Ever wonder if it’s safe to bring an artichoke to lunch when you’re trying to convince someone to speak up on the job? Want to know how a Tampax machine can help you make progress at the bargaining table? Did you hear what happened to the boss who ordered his secretary to sew up a hole in his pants while he was wearing them?
All of this is part of the story of the 9 to 5 movement of women office workers – a movement that began almost fifty years ago, when I was a clerk-typist at Harvard University and a group of us got to talking about what bothered us about our jobs. The Boston-wide organization we founded was called 9 to 5, named after the hours of the work day.
In 1973, the 20 million women office workers in the US. economy – people like me – were basically invisible. When people pictured a worker, they saw a man in a hard hat, brandishing a wrench. Yet here we were, and our ranks were growing. Millions of women were flooding into the workforce.
1973 was the great economic tipping point when families began to be worse off than the generation before. As a result of the civil rights movement and the women’s movement, workers had new expectations, new dreams.
We 9 to 5’ers sensed that we had our finger on the pulse of something big. We considered ourselves the heirs of the garment women at the turn of the 20th century, immigrants, teenagers, who went on strike by the tens of thousands and transformed the labor movement. Their slogan was Bread and Roses. Our slogan became Raises and Roses.
Some of us called ourselves feminists; others did not. But we all wanted equal treatment, and we had no lack of things that made our blood boil.
Women earned 57 cents to a man’s dollar. Some of us were doing the same work as men for less pay. Office work sounded like a step up from factory work. But to our surprise, it paid less than factory work – a lot less.
Back then, no used the term “glass ceiling” – meaning that women could only advance so high before they hit a sometimes invisible limit. But the phenomenon was real. Our jobs were dead-end.
The lack of basic respect was galling.

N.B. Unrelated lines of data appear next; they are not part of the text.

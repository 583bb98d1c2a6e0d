//! Bridge notifications and their delivery
//!
//! Every state change in the core is published on a named topic. Delivery is
//! best-effort and at-most-once per emission: each subscriber owns a bounded
//! queue, and a full queue drops the notification instead of blocking the
//! emitting component.

use crate::batch::TransactionBatch;
use crate::bridge::{decimal, Amount, CrossChainTransaction};
use crate::consensus::Validator;
use crate::security::SecurityEvent;

use dashmap::DashMap;
use serde::Serialize;
use std::future::Future;
use tokio::sync::mpsc::{self, error::TrySendError};
use tokio::task::JoinHandle;
use tracing::{debug, warn};

/// Topic that receives every notification
pub const ALL_TOPICS: &str = "*";

/// Notifications emitted by the bridge core
#[derive(Debug, Clone, Serialize)]
#[serde(tag = "topic", rename_all = "snake_case")]
pub enum BridgeEvent {
    /// New transfer accepted and pending consensus
    TransferInitiated { transaction: CrossChainTransaction },

    /// Confirmation threshold reached
    TransactionConfirmed { transaction: CrossChainTransaction },

    TransactionExecuted { transaction: CrossChainTransaction },

    TransactionFailed { transaction: CrossChainTransaction },

    /// Failed transaction returned to pending for reprocessing
    TransactionReopened { transaction: CrossChainTransaction },

    ValidatorAdded { validator: Validator },

    ValidatorRemoved { address: String },

    ValidatorStakeUpdated {
        address: String,
        #[serde(with = "decimal")]
        old_stake: Amount,
        #[serde(with = "decimal")]
        new_stake: Amount,
    },

    BatchTransferInitiated { batch: TransactionBatch },

    BatchConfirmed { batch: TransactionBatch },

    BatchExecuted { batch: TransactionBatch },

    BatchFailed { batch: TransactionBatch, reason: String },

    BatchRetryInitiated { batch: TransactionBatch },

    /// Rate limit, fraud, large transfer or pause record
    SecurityEvent { event: SecurityEvent },
}

impl BridgeEvent {
    /// Topic name
    pub fn name(&self) -> &'static str {
        match self {
            BridgeEvent::TransferInitiated { .. } => "transfer_initiated",
            BridgeEvent::TransactionConfirmed { .. } => "transaction_confirmed",
            BridgeEvent::TransactionExecuted { .. } => "transaction_executed",
            BridgeEvent::TransactionFailed { .. } => "transaction_failed",
            BridgeEvent::TransactionReopened { .. } => "transaction_reopened",
            BridgeEvent::ValidatorAdded { .. } => "validator_added",
            BridgeEvent::ValidatorRemoved { .. } => "validator_removed",
            BridgeEvent::ValidatorStakeUpdated { .. } => "validator_stake_updated",
            BridgeEvent::BatchTransferInitiated { .. } => "batch_transfer_initiated",
            BridgeEvent::BatchConfirmed { .. } => "batch_confirmed",
            BridgeEvent::BatchExecuted { .. } => "batch_executed",
            BridgeEvent::BatchFailed { .. } => "batch_failed",
            BridgeEvent::BatchRetryInitiated { .. } => "batch_retry_initiated",
            BridgeEvent::SecurityEvent { .. } => "security_event",
        }
    }
}

/// Topic-based fan-out with one bounded queue per subscriber
pub struct EventBus {
    subscribers: DashMap<String, Vec<mpsc::Sender<BridgeEvent>>>,
    capacity: usize,
}

impl EventBus {
    pub fn new(capacity: usize) -> Self {
        Self {
            subscribers: DashMap::new(),
            capacity: capacity.max(1),
        }
    }

    /// Receive notifications for one topic
    pub fn subscribe(&self, topic: &str) -> mpsc::Receiver<BridgeEvent> {
        let (tx, rx) = mpsc::channel(self.capacity);
        self.subscribers
            .entry(topic.to_string())
            .or_default()
            .push(tx);
        debug!(topic, "Subscriber registered");
        rx
    }

    /// Receive every notification
    pub fn subscribe_all(&self) -> mpsc::Receiver<BridgeEvent> {
        self.subscribe(ALL_TOPICS)
    }

    /// Register a handler; it runs on its own task, one notification at a time.
    ///
    /// Must be called from within a tokio runtime.
    pub fn on<F, Fut>(&self, topic: &str, handler: F) -> JoinHandle<()>
    where
        F: Fn(BridgeEvent) -> Fut + Send + 'static,
        Fut: Future<Output = ()> + Send + 'static,
    {
        let mut rx = self.subscribe(topic);
        tokio::spawn(async move {
            while let Some(event) = rx.recv().await {
                handler(event).await;
            }
        })
    }

    /// Publish without waiting on any subscriber
    pub fn emit(&self, event: BridgeEvent) {
        let topic = event.name();
        self.deliver(topic, &event);
        self.deliver(ALL_TOPICS, &event);
    }

    /// Number of live subscribers on a topic
    pub fn subscriber_count(&self, topic: &str) -> usize {
        self.subscribers
            .get(topic)
            .map(|subs| subs.iter().filter(|s| !s.is_closed()).count())
            .unwrap_or(0)
    }

    fn deliver(&self, key: &str, event: &BridgeEvent) {
        let Some(mut subs) = self.subscribers.get_mut(key) else {
            return;
        };

        subs.retain(|sender| match sender.try_send(event.clone()) {
            Ok(()) => true,
            Err(TrySendError::Full(_)) => {
                warn!(topic = event.name(), "Subscriber queue full, dropping notification");
                crate::metrics::record_event_dropped(event.name());
                true
            }
            Err(TrySendError::Closed(_)) => false,
        });
    }
}

impl Default for EventBus {
    fn default() -> Self {
        Self::new(1024)
    }
}
#[derive(Debug, Clone, Deserialize)]
pub struct AssetMappingConfig {
    pub source_chain: ChainId,
    pub destination_chain: ChainId,
    pub asset_type: AssetType,
    #[serde(default = "native_asset")]
    pub source_asset: String,
    #[serde(default = "native_asset")]
    pub destination_asset: String,
    #[serde(default = "default_decimals")]
    pub decimals: u8,
    #[serde(with = "decimal")]
    pub min_amount: Amount,
    #[serde(with = "decimal")]
    pub max_amount: Amount,
    #[serde(with = "decimal")]
    pub daily_limit: Amount,
    pub fee_percentage: FeeRate,
    #[serde(default = "default_true")]
    pub active: bool,
}

fn native_asset() -> String {
    NATIVE_ASSET.to_string()
}

fn default_decimals() -> u8 {
    18
}

fn default_true() -> bool {
    true
}

fn default_asset_mappings() -> Vec<AssetMappingConfig> {
    let native = |source: &str, destination: &str| AssetMappingConfig {
        source_chain: source.into(),
        destination_chain: destination.into(),
        asset_type: AssetType::Native,
        source_asset: native_asset(),
        destination_asset: native_asset(),
        decimals: 18,
        min_amount: milli_ether(),
        max_amount: one_ether(),
        daily_limit: ten_ether(),
        fee_percentage: FeeRate::from_milli_percent(100).unwrap_or_default(),
        active: true,
    };
    vec![native("gochain", "ethereum"), native("ethereum", "gochain")]
}

impl Settings {
    /// Load settings from the file named by `XCHAIN_BRIDGE_CONFIG`, or from
    /// `config/default.toml`. A missing default file yields built-in defaults.
    pub fn load() -> BridgeResult<Self> {
        match env::var(CONFIG_ENV) {
            Ok(path) => Self::load_from(PathBuf::from(path)),
            Err(_) => {
                let path = PathBuf::from(DEFAULT_CONFIG_PATH);
                if path.exists() {
                    Self::load_from(path)
                } else {
                    tracing::warn!("No configuration file found, using defaults");
                    let settings = Self::default();
                    settings.validate()?;
                    Ok(settings)
                }
            }
        }
    }

    pub fn load_from(path: impl AsRef<Path>) -> BridgeResult<Self> {
        let path = path.as_ref();
        let config_str = std::fs::read_to_string(path).map_err(|e| {
            BridgeError::Config(format!("Failed to read config file {:?}: {}", path, e))
        })?;
        Self::from_toml(&config_str)
    }

    pub fn from_toml(raw: &str) -> BridgeResult<Self> {
        // Substitute environment variables
        let config_str = substitute_env_vars(raw)?;

        let settings: Settings = toml::from_str(&config_str)
            .map_err(|e| BridgeError::Config(format!("Failed to parse configuration: {}", e)))?;

        settings.validate()?;
        Ok(settings)
    }

    /// Validate configuration
    pub fn validate(&self) -> BridgeResult<()> {
        let bridge = &self.bridge;
        let fail = |msg: String| Err(BridgeError::Config(msg));

        if bridge.supported_chains.is_empty() {
            return fail("At least one chain must be supported".to_string());
        }
        if bridge.required_confirmations == 0 {
            return fail("required_confirmations must be at least 1".to_string());
        }
        if bridge.min_validators < bridge.required_confirmations {
            return fail(format!(
                "min_validators ({}) is below required_confirmations ({})",
                bridge.min_validators, bridge.required_confirmations
            ));
        }
        if bridge.min_amount > bridge.max_amount {
            return fail(format!(
                "min_amount {} exceeds max_amount {}",
                bridge.min_amount, bridge.max_amount
            ));
        }
        if self.batch.max_batch_size == 0 {
            return fail("max_batch_size must be at least 1".to_string());
        }
        if self.security.rate_limit_max_requests == 0 {
            return fail("rate_limit_max_requests must be at least 1".to_string());
        }

        let supported: HashSet<&ChainId> = bridge.supported_chains.iter().collect();
        let mut seen = HashSet::new();
        for mapping in &self.asset_mappings {
            let key = AssetMapping::key(
                &mapping.source_chain,
                &mapping.destination_chain,
                mapping.asset_type,
            );
            if !supported.contains(&mapping.source_chain)
                || !supported.contains(&mapping.destination_chain)
            {
                return fail(format!("Asset mapping {} uses an unsupported chain", key));
            }
            if mapping.source_chain == mapping.destination_chain {
                return fail(format!("Asset mapping {} has identical chains", key));
            }
            if mapping.min_amount > mapping.max_amount {
                return fail(format!("Asset mapping {} has min_amount above max_amount", key));
            }
            if !seen.insert(key.clone()) {
                return fail(format!("Duplicate asset mapping {}", key));
            }
        }

        Ok(())
    }

    /// Materialize configured mappings with zeroed daily counters
    pub fn build_asset_mappings(&self) -> Vec<AssetMapping> {
        let now = Utc::now();
        self.asset_mappings
            .iter()
            .map(|m| AssetMapping {
                id: AssetMapping::key(&m.source_chain, &m.destination_chain, m.asset_type),
                source_chain: m.source_chain.clone(),
                destination_chain: m.destination_chain.clone(),
                source_asset: m.source_asset.clone(),
                destination_asset: m.destination_asset.clone(),
                asset_type: m.asset_type,
                decimals: m.decimals,
                active: m.active,
                min_amount: m.min_amount.clone(),
                max_amount: m.max_amount.clone(),
                daily_limit: m.daily_limit.clone(),
                daily_used: Amount::default(),
                fee_rate: m.fee_percentage,
                created_at: now,
                updated_at: now,
            })
            .collect()
    }
}

/// Substitute environment variables in the format ${VAR_NAME}
fn substitute_env_vars(input: &str) -> BridgeResult<String> {
    let re = regex::Regex::new(r"\$\{([A-Z_][A-Z0-9_]*)\}")
        .map_err(|e| BridgeError::Internal(format!("env substitution pattern: {}", e)))?;

    let result = re.replace_all(input, |cap: &regex::Captures| {
        env::var(&cap[1]).unwrap_or_default()
    });
    Ok(result.into_owned())
}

One woman said, “We are referred to as girls until the day we retire without pension.” Many of us were expected to do favors – all kinds of favors – for our bosses.
We handed out a newsletter and a survey all over town. When women responded, we’d call them up and invite them to lunch. As a full-time staffer for our organization, I’d sometimes go to two or three lunches a day (that’s where the catastrophe with the artichoke came in).
Listening carefully to how people described their problems, we discovered that a lot of our assumptions were turning out to be wrong. We thought women would be ready to form small groups and march in to their bosses’ office to demand better working conditions. They weren’t. We had to step back, meet people where they were, and figure out what they could do.
We ended up with a three-part strategy that combined constant media coverage, pressure from government enforcement agencies, and what you might call “whistle-blower” information – tips whispered to us by women workers about the nefarious deeds taking place inside the executive suites.
In multiple ways, we gave women the opportunity to act together to win improvements. And we claimed those wins and made them public, so that others could learn from those examples.
When we invited women to send in nominations to a Bad Boss Contest, entries poured in. Yes, there was the boss who needed his pants sewn up, and the one who fired his secretary for bringing him a sandwich on white bread instead of rye. There was the one who handed his secretary a warm container of urine to carry to a lab, and the one who asked his secretary to snip his nose hairs. After our 9 to 5 posses visited these “winners” at lunchtime with TV cameras rolling, bosses changed their ways.
All over the city, managers were shocked. Who had ever heard of office workers speaking up for their rights? It was as if the wallpaper had come alive.
Next, we trained our sights on the First National Bank of Boston, the biggest bank in town.
The bank’s own affirmative action report showed that women were underutilized in 15 of 36 job categories. The chairman of the bank earned as much in one day as a clerical worker earned in a month.
We launched our campaign against The First with a splashy press conference, declaring 1979 “the Year of the First.” We started an anonymous employee hotline, leafletted without pause, reached out to community leaders, held demonstrations at stockholder meetings.
By the end of “the Year of The First,” 51 women had been promoted to officer jobs. Training opportunities and vacation time were expanded. And the bank gave a company-wide raise of 12 percent, the largest increase in the bank’s history.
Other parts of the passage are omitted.